Thanks, all. I guess I'm mostly freaked out because I'm in what I call one of my "down" Times. Here's what i mean.
At any given time, I have what I call an up time, or down time.
Up time is when I'm feeling like I have a great future as TG, usually caused by being social and realising how different I am from boys my age. Mostly at school. Which is in session in about three weeks.
Down Times are when I'm thinking "what the f*** are you thinking, life would be so hard! Look, everything is fine, isn't it?". Usually occurs when I don't experience discrimination for a period of time. Currently, is dinner break from school. So I've not interacted with other boys my age.
This may notmake sense to you. I'm not sure if it made sense to me the way I wrote it out. I'll come back later because it's to hard to type on this phone :(
Again, thanks for the input, all.
You'll be fine just go in there and be honest.
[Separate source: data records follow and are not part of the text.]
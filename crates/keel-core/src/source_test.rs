use super::*;
use std::fs;

fn write(dir: &Path, name: &str, content: &str) {
    fs::write(dir.join(name), content).unwrap();
}

// ── MemorySource ───────────────────────────────────────────────────────

#[test]
fn test_memory_source_orders_by_id_regardless_of_insertion() {
    let source = MemorySource::new()
        .with("003_add_photo.sql", "ALTER TABLE members ADD COLUMN photo VARCHAR;")
        .with("001_create_members.sql", "CREATE TABLE members (id INTEGER);")
        .with("002_add_index.sql", "CREATE INDEX idx_members ON members (id);");

    let ids: Vec<u32> = source.discover().unwrap().iter().map(|d| d.id).collect();
    assert_eq!(ids, vec![1, 2, 3]);
}

#[test]
fn test_memory_source_is_restartable() {
    let source = MemorySource::new()
        .with("001_a.sql", "SELECT 1;")
        .with("002_b.sql", "SELECT 2;");
    assert_eq!(source.discover().unwrap(), source.discover().unwrap());
}

#[test]
fn test_definition_fields() {
    let source = MemorySource::new().with(
        "001_create_members.sql",
        "-- UP\nCREATE TABLE members (id INTEGER);\n-- DOWN\nDROP TABLE members;",
    );
    let defs = source.discover().unwrap();
    let def = &defs[0];
    assert_eq!(def.id, 1);
    assert_eq!(def.name, "create members");
    assert_eq!(def.source_key, "001_create_members.sql");
    assert_eq!(def.up, "CREATE TABLE members (id INTEGER);");
    assert_eq!(def.down, "DROP TABLE members;");
    assert!(def.is_reversible());
}

#[test]
fn test_duplicate_ids_rejected() {
    let source = MemorySource::new()
        .with("002_add_index.sql", "SELECT 1;")
        .with("002_add_other_index.sql", "SELECT 2;");
    match source.discover().unwrap_err() {
        CoreError::DuplicateMigrationId { id, first, second } => {
            assert_eq!(id, 2);
            assert_eq!(first, "002_add_index.sql");
            assert_eq!(second, "002_add_other_index.sql");
        }
        other => panic!("expected DuplicateMigrationId, got {other:?}"),
    }
}

#[test]
fn test_invalid_identifier_fails_discovery() {
    let source = MemorySource::new()
        .with("001_ok.sql", "SELECT 1;")
        .with("create_members.sql", "SELECT 2;");
    assert!(matches!(
        source.discover().unwrap_err(),
        CoreError::InvalidIdentifierFormat { .. }
    ));
}

#[test]
fn test_overflowing_identifier_fails_discovery() {
    let source = MemorySource::new()
        .with("999_last.sql", "SELECT 1;")
        .with("1000_one_too_many.sql", "SELECT 2;");
    assert!(matches!(
        source.discover().unwrap_err(),
        CoreError::IdentifierOverflow { width: 3, .. }
    ));
}

// ── DirectorySource ────────────────────────────────────────────────────

#[test]
fn test_directory_source_discovers_sorted() {
    let dir = tempfile::tempdir().unwrap();
    write(dir.path(), "010_tenth.sql", "SELECT 10;");
    write(dir.path(), "002_second.sql", "SELECT 2;");
    write(dir.path(), "001_first.sql", "SELECT 1;");

    let source = DirectorySource::new(dir.path(), SourceLayout::default());
    let keys: Vec<String> = source
        .discover()
        .unwrap()
        .into_iter()
        .map(|d| d.source_key)
        .collect();
    assert_eq!(keys, vec!["001_first.sql", "002_second.sql", "010_tenth.sql"]);
}

#[test]
fn test_directory_source_skips_other_files() {
    let dir = tempfile::tempdir().unwrap();
    write(dir.path(), "001_first.sql", "SELECT 1;");
    write(dir.path(), "README.md", "notes");
    write(dir.path(), ".gitkeep", "");
    fs::create_dir(dir.path().join("archive.sql")).unwrap();

    let source = DirectorySource::new(dir.path(), SourceLayout::default());
    assert_eq!(source.discover().unwrap().len(), 1);
    assert_eq!(source.identifiers().unwrap(), vec!["001_first.sql"]);
}

#[test]
fn test_directory_source_missing_dir_is_empty() {
    let dir = tempfile::tempdir().unwrap();
    let source = DirectorySource::new(dir.path().join("migrations"), SourceLayout::default());
    assert!(source.discover().unwrap().is_empty());
}

#[test]
fn test_directory_source_rejects_file_path() {
    let dir = tempfile::tempdir().unwrap();
    write(dir.path(), "not_a_dir", "");
    let source = DirectorySource::new(dir.path().join("not_a_dir"), SourceLayout::default());
    assert!(matches!(
        source.discover().unwrap_err(),
        CoreError::ConfigInvalid { .. }
    ));
}

#[test]
fn test_directory_source_invalid_name_is_fatal() {
    let dir = tempfile::tempdir().unwrap();
    write(dir.path(), "001_first.sql", "SELECT 1;");
    write(dir.path(), "second.sql", "SELECT 2;");

    let source = DirectorySource::new(dir.path(), SourceLayout::default());
    assert!(matches!(
        source.discover().unwrap_err(),
        CoreError::InvalidIdentifierFormat { .. }
    ));
}
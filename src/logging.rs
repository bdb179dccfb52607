use anyhow::Result;
use tracing_subscriber::fmt;

/// Logs go to stderr; stdout carries the MCP stream.
pub fn init(verbose: bool) -> Result<()> {
    if !verbose {
        return Ok(());
    }
    let _ = fmt()
        .with_writer(std::io::stderr)
        .with_target(false)
        .with_level(true)
        .with_thread_ids(false)
        .with_thread_names(false)
        .try_init();
    Ok(())
}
I was scared to at first too but within 10 minutes that went away and you couldn't shut me up. In fact I don't think I've shut up since. :laugh:
So, Eddie, how did it go?
It's been decades since my first therapy appointment, but I seem to remember them starting with questions about family I guess to see if you have any issues there. All of my sessions since then have focused on my father because I broke out in tears when his name was brought up. I don't actually get emotional about it anymore though, although I do still get agitated. At this point, my therapist is less focused on digging and more focused on the fact that I've been in therapy so long that I need to stop beating around the bush and make a decision!
I think the being around people "down" time as you described is based on our need to be part of the group. When we get along with people of our perceived gender, we feel like we're fitting in and the gender dysphoria makes less sense. It's when that influence isn't there that things start to seem different, leading to your "up" time. In my opinion, how I feel when I'm alone is who I am. The rest is just trying to conform.
Sorry this took so long in coming. Long story short: my cousin is over, no electronics >:(
Well it went great (by the time i'm writing this i just had my 2nd session actualy)
I actually did pretty good, i think. Both times I cried. The first time was more of a getting to know you thing.
The second, It was just one on one (my mom sat outside) and it was actually easier without her there. We did this interesting activity where I take 20 seconds to draw myself as I see me. Then another 20 to how I would like to be. Both where very terrible stick people, but the main difference was in the "current" picture I had short hair & glasses, and the "later" picture, I had long hair and no glasses. Thats about it, sorry this is so breif its late and I'm not even supposto be on :/
Thanks or all the replies.
for me my therapist basically wanted to know more about me. what my childhood was like, what i like doing in my free time what i am currently doing in my life. then explain what i have a problem with. what i expect her to help me with, stuff like that.